◆ TASK REQUIREMENTS ◆
Copy each line of the records that holds the string "derive".

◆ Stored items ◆

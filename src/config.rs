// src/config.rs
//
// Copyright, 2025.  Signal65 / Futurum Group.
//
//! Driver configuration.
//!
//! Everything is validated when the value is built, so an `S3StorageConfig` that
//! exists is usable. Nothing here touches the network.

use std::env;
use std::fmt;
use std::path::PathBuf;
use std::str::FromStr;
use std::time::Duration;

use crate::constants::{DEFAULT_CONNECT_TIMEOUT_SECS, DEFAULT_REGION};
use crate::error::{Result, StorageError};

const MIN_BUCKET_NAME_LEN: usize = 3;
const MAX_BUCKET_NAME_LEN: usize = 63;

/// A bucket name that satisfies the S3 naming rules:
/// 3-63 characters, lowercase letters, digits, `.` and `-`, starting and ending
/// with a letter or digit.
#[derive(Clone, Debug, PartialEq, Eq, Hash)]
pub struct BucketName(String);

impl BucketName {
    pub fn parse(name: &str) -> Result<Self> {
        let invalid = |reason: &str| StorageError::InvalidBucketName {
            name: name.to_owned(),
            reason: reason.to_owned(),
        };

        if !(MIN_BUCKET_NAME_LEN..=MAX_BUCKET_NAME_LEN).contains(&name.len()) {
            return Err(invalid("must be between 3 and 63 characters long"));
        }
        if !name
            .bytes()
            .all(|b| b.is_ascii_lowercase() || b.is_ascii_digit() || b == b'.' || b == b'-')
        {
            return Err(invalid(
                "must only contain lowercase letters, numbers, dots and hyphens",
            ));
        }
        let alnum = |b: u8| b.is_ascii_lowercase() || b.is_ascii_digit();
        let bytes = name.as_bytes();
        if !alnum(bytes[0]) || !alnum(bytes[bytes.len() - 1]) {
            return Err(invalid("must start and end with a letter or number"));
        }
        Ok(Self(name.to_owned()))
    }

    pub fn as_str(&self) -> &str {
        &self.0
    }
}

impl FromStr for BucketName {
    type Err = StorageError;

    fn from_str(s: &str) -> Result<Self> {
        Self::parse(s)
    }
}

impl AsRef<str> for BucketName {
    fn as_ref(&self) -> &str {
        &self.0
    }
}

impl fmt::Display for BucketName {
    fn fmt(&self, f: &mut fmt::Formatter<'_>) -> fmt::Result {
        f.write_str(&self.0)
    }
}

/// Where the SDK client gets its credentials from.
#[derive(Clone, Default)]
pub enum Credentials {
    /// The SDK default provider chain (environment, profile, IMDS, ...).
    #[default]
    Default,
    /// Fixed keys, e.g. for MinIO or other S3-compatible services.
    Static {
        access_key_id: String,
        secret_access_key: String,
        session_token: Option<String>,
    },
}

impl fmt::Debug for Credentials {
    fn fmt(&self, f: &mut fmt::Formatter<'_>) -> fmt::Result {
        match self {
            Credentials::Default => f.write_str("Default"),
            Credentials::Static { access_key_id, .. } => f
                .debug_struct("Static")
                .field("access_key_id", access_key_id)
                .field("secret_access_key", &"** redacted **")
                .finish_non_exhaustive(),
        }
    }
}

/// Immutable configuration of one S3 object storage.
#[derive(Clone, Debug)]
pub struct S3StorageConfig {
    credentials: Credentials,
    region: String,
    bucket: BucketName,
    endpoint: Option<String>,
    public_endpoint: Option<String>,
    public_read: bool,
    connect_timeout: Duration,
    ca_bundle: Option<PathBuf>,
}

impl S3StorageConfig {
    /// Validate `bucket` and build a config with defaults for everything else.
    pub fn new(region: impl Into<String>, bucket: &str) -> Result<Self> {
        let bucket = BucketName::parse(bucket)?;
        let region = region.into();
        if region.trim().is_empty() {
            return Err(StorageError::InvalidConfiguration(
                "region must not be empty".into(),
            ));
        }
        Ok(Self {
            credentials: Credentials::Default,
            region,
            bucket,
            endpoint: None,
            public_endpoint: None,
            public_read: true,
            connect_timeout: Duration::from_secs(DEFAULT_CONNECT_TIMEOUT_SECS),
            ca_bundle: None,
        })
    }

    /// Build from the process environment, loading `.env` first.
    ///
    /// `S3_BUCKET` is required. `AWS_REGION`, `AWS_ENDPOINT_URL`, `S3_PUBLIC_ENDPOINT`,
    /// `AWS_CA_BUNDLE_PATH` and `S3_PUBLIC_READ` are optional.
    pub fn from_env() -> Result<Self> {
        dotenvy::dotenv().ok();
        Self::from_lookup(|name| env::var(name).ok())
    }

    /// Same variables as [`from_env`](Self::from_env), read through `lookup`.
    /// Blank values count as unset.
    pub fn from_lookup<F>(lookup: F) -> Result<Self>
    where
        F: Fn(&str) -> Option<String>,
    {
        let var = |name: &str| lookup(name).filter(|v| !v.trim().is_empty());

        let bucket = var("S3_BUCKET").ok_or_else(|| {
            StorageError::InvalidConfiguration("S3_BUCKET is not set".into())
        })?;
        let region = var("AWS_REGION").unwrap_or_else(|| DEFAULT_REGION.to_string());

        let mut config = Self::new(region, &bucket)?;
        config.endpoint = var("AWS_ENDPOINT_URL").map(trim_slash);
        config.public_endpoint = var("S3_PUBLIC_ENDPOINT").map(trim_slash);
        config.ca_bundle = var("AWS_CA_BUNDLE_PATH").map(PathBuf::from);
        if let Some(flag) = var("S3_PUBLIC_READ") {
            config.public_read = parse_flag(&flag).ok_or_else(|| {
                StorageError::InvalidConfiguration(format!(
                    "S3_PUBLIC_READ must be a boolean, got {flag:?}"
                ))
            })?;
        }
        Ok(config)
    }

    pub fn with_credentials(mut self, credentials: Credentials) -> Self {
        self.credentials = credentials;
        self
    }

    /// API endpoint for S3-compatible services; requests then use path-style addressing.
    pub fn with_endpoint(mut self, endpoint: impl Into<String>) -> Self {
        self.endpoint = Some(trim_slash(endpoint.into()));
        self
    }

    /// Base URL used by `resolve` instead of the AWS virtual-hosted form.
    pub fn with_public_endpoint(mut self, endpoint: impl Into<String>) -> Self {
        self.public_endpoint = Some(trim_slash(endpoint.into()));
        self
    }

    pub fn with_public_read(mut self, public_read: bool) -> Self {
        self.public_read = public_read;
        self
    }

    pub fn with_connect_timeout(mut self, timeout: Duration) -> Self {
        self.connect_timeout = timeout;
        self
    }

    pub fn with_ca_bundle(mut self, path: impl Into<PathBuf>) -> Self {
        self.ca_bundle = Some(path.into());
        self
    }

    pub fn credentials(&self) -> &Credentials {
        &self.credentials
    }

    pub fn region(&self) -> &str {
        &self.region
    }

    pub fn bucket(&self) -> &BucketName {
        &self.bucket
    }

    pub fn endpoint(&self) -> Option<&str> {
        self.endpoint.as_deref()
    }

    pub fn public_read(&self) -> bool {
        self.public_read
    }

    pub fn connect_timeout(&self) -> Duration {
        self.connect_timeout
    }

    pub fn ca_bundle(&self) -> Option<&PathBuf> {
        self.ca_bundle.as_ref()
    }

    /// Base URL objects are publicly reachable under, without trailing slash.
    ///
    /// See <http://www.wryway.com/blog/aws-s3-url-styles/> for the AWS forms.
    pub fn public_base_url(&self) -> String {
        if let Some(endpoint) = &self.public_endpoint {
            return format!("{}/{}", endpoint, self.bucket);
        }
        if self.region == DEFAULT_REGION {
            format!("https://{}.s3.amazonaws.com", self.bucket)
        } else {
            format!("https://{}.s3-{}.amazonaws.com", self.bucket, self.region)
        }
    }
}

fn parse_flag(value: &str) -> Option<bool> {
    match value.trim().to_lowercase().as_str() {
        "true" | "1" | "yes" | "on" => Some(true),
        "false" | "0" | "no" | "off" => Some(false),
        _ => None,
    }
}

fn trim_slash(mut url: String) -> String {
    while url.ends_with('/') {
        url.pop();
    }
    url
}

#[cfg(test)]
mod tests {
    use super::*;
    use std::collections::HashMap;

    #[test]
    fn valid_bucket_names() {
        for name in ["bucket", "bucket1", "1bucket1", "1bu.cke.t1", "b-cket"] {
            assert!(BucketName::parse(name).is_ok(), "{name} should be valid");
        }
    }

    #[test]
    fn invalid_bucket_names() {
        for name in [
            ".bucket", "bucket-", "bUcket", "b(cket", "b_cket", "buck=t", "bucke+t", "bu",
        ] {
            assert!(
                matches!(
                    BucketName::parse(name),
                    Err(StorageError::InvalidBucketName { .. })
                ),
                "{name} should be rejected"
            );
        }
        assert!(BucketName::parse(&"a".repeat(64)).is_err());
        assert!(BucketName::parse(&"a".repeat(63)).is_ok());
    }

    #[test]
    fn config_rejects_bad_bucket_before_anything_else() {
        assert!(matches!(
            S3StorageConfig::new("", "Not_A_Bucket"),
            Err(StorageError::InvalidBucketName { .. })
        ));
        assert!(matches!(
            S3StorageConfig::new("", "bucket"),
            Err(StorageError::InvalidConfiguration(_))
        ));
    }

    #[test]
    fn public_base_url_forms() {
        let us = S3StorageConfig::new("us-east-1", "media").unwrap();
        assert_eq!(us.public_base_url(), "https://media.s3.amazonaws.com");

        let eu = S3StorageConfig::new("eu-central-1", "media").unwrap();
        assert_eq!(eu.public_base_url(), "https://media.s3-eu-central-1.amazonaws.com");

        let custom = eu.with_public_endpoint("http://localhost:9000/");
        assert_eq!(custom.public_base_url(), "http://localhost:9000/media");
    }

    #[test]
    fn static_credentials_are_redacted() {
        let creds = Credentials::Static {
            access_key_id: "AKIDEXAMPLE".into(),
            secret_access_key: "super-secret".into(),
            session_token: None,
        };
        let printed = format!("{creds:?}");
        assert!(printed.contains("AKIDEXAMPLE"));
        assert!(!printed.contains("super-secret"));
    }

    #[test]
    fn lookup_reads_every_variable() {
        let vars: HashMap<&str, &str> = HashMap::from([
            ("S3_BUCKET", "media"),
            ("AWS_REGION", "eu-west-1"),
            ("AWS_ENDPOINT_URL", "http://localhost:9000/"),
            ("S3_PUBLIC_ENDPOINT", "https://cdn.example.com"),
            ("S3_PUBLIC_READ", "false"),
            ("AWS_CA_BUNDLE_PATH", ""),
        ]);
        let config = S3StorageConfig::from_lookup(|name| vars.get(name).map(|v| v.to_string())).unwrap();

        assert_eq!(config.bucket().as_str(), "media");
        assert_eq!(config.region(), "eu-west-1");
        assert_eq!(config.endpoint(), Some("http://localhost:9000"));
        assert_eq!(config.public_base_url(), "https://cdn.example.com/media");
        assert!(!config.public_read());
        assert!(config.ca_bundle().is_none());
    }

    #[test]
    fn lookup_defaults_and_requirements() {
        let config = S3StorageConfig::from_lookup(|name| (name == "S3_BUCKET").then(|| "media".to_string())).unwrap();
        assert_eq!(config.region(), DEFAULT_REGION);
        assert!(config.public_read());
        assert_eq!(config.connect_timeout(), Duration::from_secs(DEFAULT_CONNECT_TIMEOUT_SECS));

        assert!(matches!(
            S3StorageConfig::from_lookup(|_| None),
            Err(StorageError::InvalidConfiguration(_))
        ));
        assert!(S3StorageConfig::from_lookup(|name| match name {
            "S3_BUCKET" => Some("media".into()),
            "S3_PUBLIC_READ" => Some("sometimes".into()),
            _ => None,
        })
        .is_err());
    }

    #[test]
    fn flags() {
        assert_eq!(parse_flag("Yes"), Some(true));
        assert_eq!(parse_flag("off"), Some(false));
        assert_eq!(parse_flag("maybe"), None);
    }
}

◆ SOLUTION FOR THIS PROBLEM ◆
#[derive(Clone, Debug, PartialEq, Eq, Hash)]
#[derive(Clone, Default)]
#[derive(Clone, Debug)]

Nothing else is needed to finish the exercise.